Data listing: Begin
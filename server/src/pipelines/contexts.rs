// artisan_market/src/pipelines/contexts.rs

//! Data carried through each pipeline. Handlers receive these wrapped in
//! `artisan_core::ContextData`.

use crate::services::identity::Identity;
use crate::state::AppState;
use artisan_core::catalog::MergedContent;
use artisan_core::{ContentSuggestion, Product, StoryRequest, TranslationRequest, TranslationResult, UploadFields};

#[derive(Clone)]
pub struct UploadCtxData {
  pub app_state: AppState,
  pub actor: Identity,
  pub upload: UploadFields,
  pub suggestion: Option<ContentSuggestion>,
  pub merged: Option<MergedContent>,
  pub product: Option<Product>,
}

impl UploadCtxData {
  pub fn new(app_state: AppState, actor: Identity, upload: UploadFields) -> Self {
    Self {
      app_state,
      actor,
      upload,
      suggestion: None,
      merged: None,
      product: None,
    }
  }
}

#[derive(Clone)]
pub struct StoryCtxData {
  pub app_state: AppState,
  pub actor: Identity,
  pub product_id: String,
  pub request: StoryRequest,
  pub story: Option<String>,
}

#[derive(Clone)]
pub struct TranslateCtxData {
  pub app_state: AppState,
  pub actor: Identity,
  pub product_id: String,
  pub request: TranslationRequest,
  pub result: Option<TranslationResult>,
}
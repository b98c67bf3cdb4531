// artisan_core/src/flow/context_data.rs
use parking_lot::{RwLock, RwLockReadGuard, RwLockWriteGuard};
use std::sync::Arc;

/// Shared, lockable state for one pipeline run.
///
/// Every handler receives a clone of the same `ContextData`, so a value written
/// by `generate_listing_content` is visible to `merge_listing_content`.
///
/// Guards are blocking `parking_lot` guards and MUST be dropped before any
/// `.await` in a handler.
#[derive(Debug)]
pub struct ContextData<T: Send + Sync + 'static>(Arc<RwLock<T>>);

impl<T: Send + Sync + 'static> ContextData<T> {
  pub fn new(data: T) -> Self {
    ContextData(Arc::new(RwLock::new(data)))
  }

  pub fn read(&self) -> RwLockReadGuard<'_, T> {
    self.0.read()
  }

  pub fn write(&self) -> RwLockWriteGuard<'_, T> {
    self.0.write()
  }

  /// Runs `f` under a short read lock and returns its result.
  ///
  /// Handlers use this to pull owned values out of the context before awaiting.
  pub fn with<R>(&self, f: impl FnOnce(&T) -> R) -> R {
    f(&self.0.read())
  }

  /// Runs `f` under a short write lock.
  pub fn update<R>(&self, f: impl FnOnce(&mut T) -> R) -> R {
    f(&mut self.0.write())
  }
}

impl<T: Send + Sync + 'static> Clone for ContextData<T> {
  fn clone(&self) -> Self {
    ContextData(Arc::clone(&self.0))
  }
}

impl<T: Send + Sync + 'static + Default> Default for ContextData<T> {
  fn default() -> Self {
    Self::new(Default::default())
  }
}
#[actix_web::test]
async fn story_is_stored_for_owner_only() {
  let verifier = StaticTokenVerifier::from_grants("owner-token:user_123:Test Artisan:artisan,other-token:u2:Ravi:artisan")
    .unwrap();
  let app = init_app!(state_with(Arc::new(verifier)));

  let req = test::TestRequest::post()
    .uri("/api/products/upload")
    .insert_header(("Authorization", "Bearer owner-token"))
    .set_json(json!({ "category": "pottery", "title": "Terracotta Water Pot" }))
    .to_request();
  let uploaded: Value = test::call_and_read_body_json(&app, req).await;
  let product_id = uploaded["product"]["id"].as_str().unwrap().to_string();

  let story_body = json!({
    "product_title": "Terracotta Water Pot",
    "description": "Wheel thrown and sun dried",
    "category": "pottery"
  });

  let foreign = test::TestRequest::post()
    .uri(&format!("/api/products/{}/story", product_id))
    .insert_header(("Authorization", "Bearer other-token"))
    .set_json(&story_body)
    .to_request();
  assert_eq!(test::call_service(&app, foreign).await.status(), StatusCode::NOT_FOUND);

  let owned = test::TestRequest::post()
    .uri(&format!("/api/products/{}/story", product_id))
    .insert_header(("Authorization", "Bearer owner-token"))
    .set_json(&story_body)
    .to_request();
  let resp = test::call_service(&app, owned).await;
  assert_eq!(resp.status(), StatusCode::OK);
  let body: Value = test::read_body_json(resp).await;
  let story = body["story"].as_str().unwrap();
  assert!(story.starts_with("This beautiful pottery represents the timeless artistry"));

  let detail = test::TestRequest::get().uri(&format!("/api/products/{}", product_id)).to_request();
  let detail: Value = test::call_and_read_body_json(&app, detail).await;
  assert_eq!(detail["story"], story);
  assert_eq!(detail["ai_generated"]["story"], true);
  assert_eq!(detail["ai_generated"]["title"], false);

  let unknown_token = test::TestRequest::post()
    .uri(&format!("/api/products/{}/story", product_id))
    .insert_header(("Authorization", "Bearer nobody"))
    .set_json(&story_body)
    .to_request();
  assert_eq!(test::call_service(&app, unknown_token).await.status(), StatusCode::UNAUTHORIZED);
}

#[actix_web::test]
async fn listing_filters_by_category_and_includes_artisan() {
  let app = init_app!(dev_state());

  let session = test::TestRequest::post().uri("/api/auth/session").insert_header(DEV_AUTH).to_request();
  let user: Value = test::call_and_read_body_json(&app, session).await;
  assert_eq!(user["id"], "user_123");
  assert_eq!(user["name"], "Test Artisan");

  upload!(app, json!({ "category": "pottery" }));
  upload!(app, json!({ "category": "pottery" }));
  upload!(app, json!({ "category": "jewelry" }));

  let all: Value =
    test::call_and_read_body_json(&app, test::TestRequest::get().uri("/api/products").to_request()).await;
  assert_eq!(all.as_array().unwrap().len(), 3);
  assert_eq!(all[0]["artisan"]["name"], "Test Artisan");
  assert!(all[0]["artisan"].get("profile").is_none());

  let pottery: Value = test::call_and_read_body_json(
    &app,
    test::TestRequest::get().uri("/api/products?category=pottery").to_request(),
  )
  .await;
  assert_eq!(pottery.as_array().unwrap().len(), 2);
  assert!(pottery.as_array().unwrap().iter().all(|p| p["category"] == "pottery"));

  let page: Value = test::call_and_read_body_json(
    &app,
    test::TestRequest::get().uri("/api/products?limit=1&offset=1").to_request(),
  )
  .await;
  assert_eq!(page.as_array().unwrap().len(), 1);

  let id = all[0]["id"].as_str().unwrap();
  let detail: Value = test::call_and_read_body_json(
    &app,
    test::TestRequest::get().uri(&format!("/api/products/{}", id)).to_request(),
  )
  .await;
  assert_eq!(detail["artisan"]["profile"], json!({}));
}

#[actix_web::test]
async fn unknown_product_is_not_found() {
  let app = init_app!(dev_state());
  let resp = test::call_service(&app, test::TestRequest::get().uri("/api/products/missing").to_request()).await;
  assert_eq!(resp.status(), StatusCode::NOT_FOUND);
}

#[actix_web::test]
async fn current_user_falls_back_to_token_identity() {
  let app = init_app!(dev_state());
  let req = test::TestRequest::get().uri("/api/users/me").insert_header(DEV_AUTH).to_request();
  let me: Value = test::call_and_read_body_json(&app, req).await;
  assert_eq!(me["id"], "user_123");
  assert_eq!(me["role"], "artisan");
  assert_eq!(me["email"], "artisan@example.com");
}

#[actix_web::test]
async fn reference_data_is_exposed() {
  let app = init_app!(dev_state());

  let categories: Value =
    test::call_and_read_body_json(&app, test::TestRequest::get().uri("/api/categories").to_request()).await;
  let categories = categories["categories"].as_array().unwrap();
  assert_eq!(categories.len(), 8);
  assert_eq!(categories[0], json!({ "id": "pottery", "name": "Pottery & Ceramics", "icon": "🏺" }));

  let languages: Value =
    test::call_and_read_body_json(&app, test::TestRequest::get().uri("/api/languages").to_request()).await;
  let languages = languages["languages"].as_array().unwrap();
  assert!(languages.iter().any(|l| l["code"] == "ta" && l["name"] == "Tamil"));
}

#[actix_web::test]
async fn configured_origin_is_allowed_for_browsers() {
  let app = test::init_service(
    App::new()
      .app_data(web::Data::new(dev_state()))
      .wrap(cors_policy(&["https://shop.example".to_string()]))
      .configure(configure_app_routes),
  )
  .await;

  let preflight = test::TestRequest::default()
    .method(actix_web::http::Method::OPTIONS)
    .uri("/api/products/upload")
    .insert_header(("Origin", "https://shop.example"))
    .insert_header(("Access-Control-Request-Method", "POST"))
    .insert_header(("Access-Control-Request-Headers", "authorization, content-type"))
    .to_request();
  let resp = test::call_service(&app, preflight).await;
  assert!(resp.status().is_success());
  assert_eq!(
    resp.headers().get("access-control-allow-origin").and_then(|v| v.to_str().ok()),
    Some("https://shop.example")
  );

  let req = test::TestRequest::get()
    .uri("/api/categories")
    .insert_header(("Origin", "https://shop.example"))
    .to_request();
  let resp = test::call_service(&app, req).await;
  assert_eq!(resp.status(), StatusCode::OK);
  assert_eq!(
    resp.headers().get("access-control-allow-credentials").and_then(|v| v.to_str().ok()),
    Some("true")
  );
}

#[actix_web::test]
async fn wildcard_origin_allows_any_site() {
  let app = test::init_service(
    App::new()
      .app_data(web::Data::new(dev_state()))
      .wrap(cors_policy(&AppConfig::default().cors_origins))
      .configure(configure_app_routes),
  )
  .await;

  let req = test::TestRequest::get()
    .uri("/api/health")
    .insert_header(("Origin", "http://localhost:3000"))
    .to_request();
  let resp = test::call_service(&app, req).await;
  assert_eq!(resp.status(), StatusCode::OK);
  assert_eq!(
    resp.headers().get("access-control-allow-origin").and_then(|v| v.to_str().ok()),
    Some("http://localhost:3000")
  );
}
Data listing: End
Task statement. From the records above, pick out and copy each line holding the word "other".

Output below.
  let verifier = StaticTokenVerifier::from_grants("owner-token:user_123:Test Artisan:artisan,other-token:u2:Ravi:artisan")
    .insert_header(("Authorization", "Bearer other-token"))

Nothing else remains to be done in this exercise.